La paura è costosa.

Abbiamo tutti sentito l’esercitazione. Compra a poco, vendi a tanto. Un consiglio facile, vero? In pratica è quasi impossibile. La maggior parte delle persone entra sperando che i loro soldi funzionino per loro. Invece lo perdono. Perché?

Suze Orman lo ha spiegato nel suo podcast “Suze School”. Non l’ha edulcorato. Queste sono le trappole che trascinano verso il basso gli investitori.

Inseguire la sicurezza (o: lasciarsi guidare dalla paura)

Il rischio ti spaventa. Dovrebbe essere così.

Immagina questo: scavi in ​​profondità. Trovi un titolo con un vero rialzo. La logica è verificata. Poi si insinua il dubbio. E se dovesse accumularsi? Quindi stai con le mani in mano. Guarda e aspetta.

Il titolo vola. Esattamente come previsto.

Adesso ti senti un idiota. Orman lo chiama il peccato capitale. Decisioni radicate nella paura piuttosto che nei fatti. Lo vedeva costantemente quando era un broker. I clienti si dividono in due tribù: quelli che hanno mantenuto i nervi saldi nonostante il rumore, e quelli che sono fuggiti al primo accenno di rosso.

Il secondo gruppo soffre di avversione miopica alla perdita (MLA). Tempi di attenzione brevi. Dolore lungo. Si concentrano sul calo immediato invece che sull’arco decennale. Orman li vide vendere troppo presto. Manca il recupero. Lasciare i profitti sul tavolo.

Guarda i conti. Uno studio DALBAR ha mostrato che gli investitori con 100.000 dollari nell’S&P 500 per il 2023 che hanno effettivamente tenuto nonostante le turbolenze hanno guadagnato 26.288 dollari di guadagni. Portafoglio totale: $ 126.288.

Impressionante. Ma attenzione al requisito. Dovevi stare fermo.

I clienti che si sono fidati della loro ricerca originale hanno guadagnato molto di più dei venditori di panico. Orman suggerisce una ristrutturazione. Non vedere il rischio come una minaccia alla tua sopravvivenza. Vedilo come il costo di ingresso.

“Trasformare la tua paura può aiutarti a mantenere… e ottenere maggiori profitti.”

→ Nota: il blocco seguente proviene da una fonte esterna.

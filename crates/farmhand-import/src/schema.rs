/// The fixed, ordered target schema for buyer imports. Labels double as the
/// downloadable template header row; `name` is the flag-friendly spelling.
#[derive(Debug, Clone, Copy, PartialEq, Eq, Hash)]
pub enum FieldKey {
    Fname,
    Lname,
    Email,
    Phone,
    Phone2,
    Phone3,
    Company,
    Score,
    Notes,
    MailingAddress,
    MailingCity,
    MailingState,
    MailingZip,
    Locations,
    Tags,
    Vetted,
    Vip,
    CanReceiveSms,
    CanReceiveEmail,
    PropertyType,
    BudgetMin,
    BudgetMax,
    Timeline,
    Source,
    Status,
}

#[derive(Debug, Clone, Copy, PartialEq, Eq)]
pub enum FieldKind {
    Text,
    Bool,
    Number,
    List,
}

#[derive(Debug, Clone, Copy, PartialEq, Eq)]
pub struct TargetField {
    pub key: FieldKey,
    pub name: &'static str,
    pub label: &'static str,
    pub kind: FieldKind,
}

pub const TARGET_FIELDS: &[TargetField] = &[
    TargetField { key: FieldKey::Fname, name: "fname", label: "First Name", kind: FieldKind::Text },
    TargetField { key: FieldKey::Lname, name: "lname", label: "Last Name", kind: FieldKind::Text },
    TargetField { key: FieldKey::Email, name: "email", label: "Email", kind: FieldKind::Text },
    TargetField { key: FieldKey::Phone, name: "phone", label: "Phone 1", kind: FieldKind::Text },
    TargetField { key: FieldKey::Phone2, name: "phone2", label: "Phone 2", kind: FieldKind::Text },
    TargetField { key: FieldKey::Phone3, name: "phone3", label: "Phone 3", kind: FieldKind::Text },
    TargetField { key: FieldKey::Company, name: "company", label: "Company", kind: FieldKind::Text },
    TargetField { key: FieldKey::Score, name: "score", label: "Score", kind: FieldKind::Number },
    TargetField { key: FieldKey::Notes, name: "notes", label: "Notes", kind: FieldKind::Text },
    TargetField { key: FieldKey::MailingAddress, name: "mailing_address", label: "Mailing Address", kind: FieldKind::Text },
    TargetField { key: FieldKey::MailingCity, name: "mailing_city", label: "Mailing City", kind: FieldKind::Text },
    TargetField { key: FieldKey::MailingState, name: "mailing_state", label: "Mailing State", kind: FieldKind::Text },
    TargetField { key: FieldKey::MailingZip, name: "mailing_zip", label: "Mailing Zip", kind: FieldKind::Text },
    TargetField { key: FieldKey::Locations, name: "locations", label: "Geotag/Locations", kind: FieldKind::List },
    TargetField { key: FieldKey::Tags, name: "tags", label: "Tags", kind: FieldKind::List },
    TargetField { key: FieldKey::Vetted, name: "vetted", label: "Is Vetted?", kind: FieldKind::Bool },
    TargetField { key: FieldKey::Vip, name: "vip", label: "Is VIP?", kind: FieldKind::Bool },
    TargetField { key: FieldKey::CanReceiveSms, name: "can_receive_sms", label: "Can Receive Text?", kind: FieldKind::Bool },
    TargetField { key: FieldKey::CanReceiveEmail, name: "can_receive_email", label: "Can Receive Email?", kind: FieldKind::Bool },
    TargetField { key: FieldKey::PropertyType, name: "property_type", label: "Property Types", kind: FieldKind::List },
    TargetField { key: FieldKey::BudgetMin, name: "budget_min", label: "Budget Min", kind: FieldKind::Number },
    TargetField { key: FieldKey::BudgetMax, name: "budget_max", label: "Budget Max", kind: FieldKind::Number },
    TargetField { key: FieldKey::Timeline, name: "timeline", label: "Timeline", kind: FieldKind::Text },
    TargetField { key: FieldKey::Source, name: "source", label: "Source", kind: FieldKind::Text },
    TargetField { key: FieldKey::Status, name: "status", label: "Status", kind: FieldKind::Text },
];

pub fn field_by_key(key: FieldKey) -> &'static TargetField {
    TARGET_FIELDS
        .iter()
        .find(|field| field.key == key)
        .expect("every key is listed")
}

/// Case-insensitive match against the display label or the flag name.
pub fn field_by_name(raw: &str) -> Option<&'static TargetField> {
    let trimmed = raw.trim();
    TARGET_FIELDS.iter().find(|field| {
        field.label.eq_ignore_ascii_case(trimmed) || field.name.eq_ignore_ascii_case(trimmed)
    })
}

/// Template: exactly the target labels as a header row, no data rows.
pub fn template_csv() -> String {
    let labels: Vec<&str> = TARGET_FIELDS.iter().map(|field| field.label).collect();
    let mut out = labels.join(",");
    out.push('\n');
    out
}

#[cfg(test)]
mod tests {
    use super::{field_by_name, template_csv, FieldKey, FieldKind, TARGET_FIELDS};

    #[test]
    fn schema_is_complete_and_ordered() {
        assert_eq!(TARGET_FIELDS.len(), 25);
        assert_eq!(TARGET_FIELDS[0].label, "First Name");
        assert_eq!(TARGET_FIELDS[TARGET_FIELDS.len() - 1].label, "Status");
    }

    #[test]
    fn lookups_accept_label_and_name() {
        assert_eq!(field_by_name("Is VIP?").unwrap().key, FieldKey::Vip);
        assert_eq!(field_by_name("vip").unwrap().key, FieldKey::Vip);
        assert_eq!(field_by_name(" score ").unwrap().kind, FieldKind::Number);
        assert!(field_by_name("unknown").is_none());
    }

    #[test]
    fn template_is_labels_only() {
        let template = template_csv();
        let mut lines = template.lines();
        let header = lines.next().expect("header row");
        assert!(header.starts_with("First Name,Last Name,Email,Phone 1"));
        assert!(header.ends_with("Timeline,Source,Status"));
        assert_eq!(lines.next(), None);
    }
}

Facile a dirsi. Più difficile da fare.

Ancorarsi al passato

Hai mai venduto un’operazione vincente solo perché hai mancato il picco?

Succede. Compri un’azione per $ 10. Sale a 50 dollari. Stai sorridendo. Il saldo del conto sembra bellissimo. Allora la gravità ricorda il suo lavoro. Il titolo scende a 20 dollari.

Vai nel panico. Ti senti come se stessi perdendo soldi. Dopotutto avevi 50 dollari in più. Ora hai solo $ 20 in più.

Ma aspetta.

Controlla la linea di base. L’hai comprato per 10 dollari. Vendi a $ 20.

Hai comunque raddoppiato i tuoi soldi. I $ 30 extra di guadagno sono spariti, certo. Ma il tuo capitale? Intatto e in funzione al 100%.

Orman dice che confrontare il valore attuale con il valore di picco è una follia. Confrontalo con quello che hai pagato. Le perdite fantasma non sono perdite reali. Sono lividi dell’ego. Guarisci il livido. Tieni i contanti.

La trappola della somma forfettaria

Buttare dentro tutto in una volta è sconsiderato.

Tutti vogliono la restituzione della somma forfettaria. Sembra efficiente. Fai tutto oggi e poi dormi tranquillo. Ma al mercato non interessa il tuo programma. Se investi tutto e il prezzo crolla domani, sei bloccato.

Inserisci Media del costo in dollari (DCA). Orman la definisce la sua regola più importante.

Investi un importo fisso a intervalli regolari. Distribuiscilo. Quando i prezzi scendono, acquisti più azioni per lo stesso dollaro. Quando salgono, ne compri di meno. Il costo medio si attenua nel tempo.

Fidelity ha elaborato uno scenario con $ 5.000 per dimostrare il punto.
1. Somma forfettaria: Acquista quando le azioni ammontano a $ 20. Risultato? 250 azioni.
2. DCA: Distribuisci $ 5.000 in 5 mesi mentre il prezzo oscilla tra $ 18 e $ 21. Risultato? 253,4 azioni.

Altre tre azioni e mezzo. Solo per essere paziente.

Non si tratta di cronometrare il fondo. È una favola. Si tratta di rimuovere l’emozione dal tempismo. Lascia che sia la strategia a gestire la volatilità.

La pazienza è noiosa. Noioso fa soldi.